The pull which carries the yarn through the tar and between the rollers
comes from two large drums around which the yarns travel preparatory to
reeling onto friction-driven receiving bobbins.
Goods of nine-thread size and under are usually tarred in the completed
rope form, but the process is essentially the same as with the yarns.
Visitors to our tar-houses frequently remark upon the rich golden brown
of our tarred goods. Those who use and sell them have come to look upon
that color--an outward sign of right materials and methods--as the
Plymouth mark of the weather-resisting qualities contained in the goods.
[Illustration: YARNS ENTERING THE “COPPER”]
[Illustration]
CHAPTER V
FORMING AND LAYING OF ROPES AND CABLES--ROPEWALK METHOD
Before taking up the strictly modern machines so largely used now in
the final processes of rope-making--the forming of strands, laying of
common ropes and closing of cable-laid goods--we shall describe the
ropewalk method of performing these operations as it is practised today.
For making tarred goods in all but the smaller sizes the walk has
certain advantages not afforded by more advanced methods. It also
provides efficient equipment for turning out the largest ropes, which
would otherwise require special machinery.

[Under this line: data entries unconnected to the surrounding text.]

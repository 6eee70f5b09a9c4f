use serde::{Deserialize, Serialize};

/// Where a session's current (or last) workflow stands.
///
/// ```text
/// Idle -> Navigating -> (Authenticating | Interacting) -> WaitingForContent -> Extracting -> Done | Failed
/// ```
///
/// Multi-page workflows loop from `Extracting` back to `Navigating`;
/// interactive ones return from `Extracting` to `Interacting` between
/// extraction points. A finished workflow may be followed by the next one on
/// the same session.
#[derive(Debug, Clone, Copy, PartialEq, Eq, Serialize, Deserialize, Default)]
#[serde(rename_all = "snake_case")]
pub enum WorkflowState {
    #[default]
    Idle,
    Navigating,
    Authenticating,
    Interacting,
    WaitingForContent,
    Extracting,
    Done,
    Failed,
}

impl WorkflowState {
    /// A workflow is currently running on the navigator.
    pub fn is_active(self) -> bool {
        matches!(
            self,
            Self::Navigating
                | Self::Authenticating
                | Self::Interacting
                | Self::WaitingForContent
                | Self::Extracting
        )
    }

    pub fn is_terminal(self) -> bool {
        matches!(self, Self::Done | Self::Failed)
    }

    pub fn can_transition_to(self, next: WorkflowState) -> bool {
        use WorkflowState::*;

        matches!(
            (self, next),
            (Idle | Done | Failed, Navigating)
                | (Navigating, Authenticating | Interacting | WaitingForContent)
                | (Authenticating, Done)
                | (Interacting, Navigating | WaitingForContent | Done)
                | (WaitingForContent, Extracting)
                | (Extracting, Done | Navigating | Interacting)
                | (
                    Idle | Navigating | Authenticating | Interacting | WaitingForContent
                        | Extracting | Done,
                    Failed
                )
        )
    }

    pub fn as_str(self) -> &'static str {
        match self {
            Self::Idle => "idle",
            Self::Navigating => "navigating",
            Self::Authenticating => "authenticating",
            Self::Interacting => "interacting",
            Self::WaitingForContent => "waiting_for_content",
            Self::Extracting => "extracting",
            Self::Done => "done",
            Self::Failed => "failed",
        }
    }
}

impl std::fmt::Display for WorkflowState {
    fn fmt(&self, f: &mut std::fmt::Formatter<'_>) -> std::fmt::Result {
        f.write_str(self.as_str())
    }
}

#[cfg(test)]
mod tests {
    use super::*;

    #[test]
    fn test_plain_path_is_legal() {
        let path = [
            WorkflowState::Idle,
            WorkflowState::Navigating,
            WorkflowState::WaitingForContent,
            WorkflowState::Extracting,
            WorkflowState::Done,
        ];
        for pair in path.windows(2) {
            assert!(pair[0].can_transition_to(pair[1]), "{:?}", pair);
        }
    }

    #[test]
    fn test_auth_then_extract_is_legal() {
        assert!(WorkflowState::Navigating.can_transition_to(WorkflowState::Authenticating));
        assert!(WorkflowState::Authenticating.can_transition_to(WorkflowState::Done));
        assert!(WorkflowState::Done.can_transition_to(WorkflowState::Navigating));
    }

    #[test]
    fn test_interactive_path_is_legal() {
        let path = [
            WorkflowState::Navigating,
            WorkflowState::Interacting,
            WorkflowState::WaitingForContent,
            WorkflowState::Extracting,
            WorkflowState::Interacting,
            WorkflowState::Navigating,
            WorkflowState::Interacting,
            WorkflowState::Done,
        ];
        for pair in path.windows(2) {
            assert!(pair[0].can_transition_to(pair[1]), "{:?}", pair);
        }
        assert!(!WorkflowState::Idle.can_transition_to(WorkflowState::Interacting));
    }

    #[test]
    fn test_skips_are_rejected() {
        assert!(!WorkflowState::Idle.can_transition_to(WorkflowState::Extracting));
        assert!(!WorkflowState::Navigating.can_transition_to(WorkflowState::Done));
        assert!(!WorkflowState::Idle.can_transition_to(WorkflowState::Done));
    }

    #[test]
    fn test_any_state_can_fail() {
        for state in [
            WorkflowState::Idle,
            WorkflowState::Navigating,
            WorkflowState::Authenticating,
            WorkflowState::Extracting,
        ] {
            assert!(state.can_transition_to(WorkflowState::Failed));
        }
        assert!(!WorkflowState::Failed.can_transition_to(WorkflowState::Failed));
    }

    #[test]
    fn test_activity() {
        assert!(WorkflowState::Extracting.is_active());
        assert!(!WorkflowState::Idle.is_active());
        assert!(WorkflowState::Failed.is_terminal());
        assert_eq!(
            serde_json::to_value(WorkflowState::WaitingForContent).unwrap(),
            "waiting_for_content"
        );
    }
}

The long alleys or grounds where the work takes place are usually laid
out in pairs, one for forming, the other for laying and closing. Each
ground has a track to accommodate the machines and an endless band-rope
which conveys the power.
At the head of the forming ground stand frames holding the bobbins of
yarn. The yarns for each strand first pass through a plate perforated
in concentric circles. This arrangement gives each yarn the correct
angle of delivery into a tube where the whole mass gets a certain
amount of compression.
[Illustration: CORDAGE MANUFACTURE BY THE ROPEWALK METHOD
YARNS PASSING FROM BOBBINS THROUGH PERFORATED PLATES
“TOP TRUCK”--LAYING PROCESS FORMING MACHINE--MAKING STRAND
CLOSING TARRED RUSSIAN HEMP CABLE 15¾″ CIRCUMFERENCE FOR ARGENTINE
BATTLESHIP “RIVADAVIA”]
The forming machine--a heavy carriage surmounted by the band-rope wheel
into which are geared several spindles and a driving drum--is now drawn
up, and each group of yarns is attached to a separate spindle as shown
opposite. A rope made fast at either end of the walk is given a few
turns around the drum, the band-rope is set in motion and the machine
moves off, leaving in its wake the compactly twisted strands.
In the case of a common right-laid rope, the forming twist is left
hand. A change to right hand can be made simply by shifting clutches.
The amount of turn or twist depends on the diameter of the drum, which
is adjustable.
Behind the machine follows a man who swings out the stakes, placed
at intervals along the walk, and throws the strands over them. When
the process is completed the strands are cut away at either end and
transferred to the laying ground, the stakes being pushed back to allow
the return of the forming machine for another trip.
[Illustration: INTERIOR OF ROPEWALK, PLYMOUTH CORDAGE COMPANY]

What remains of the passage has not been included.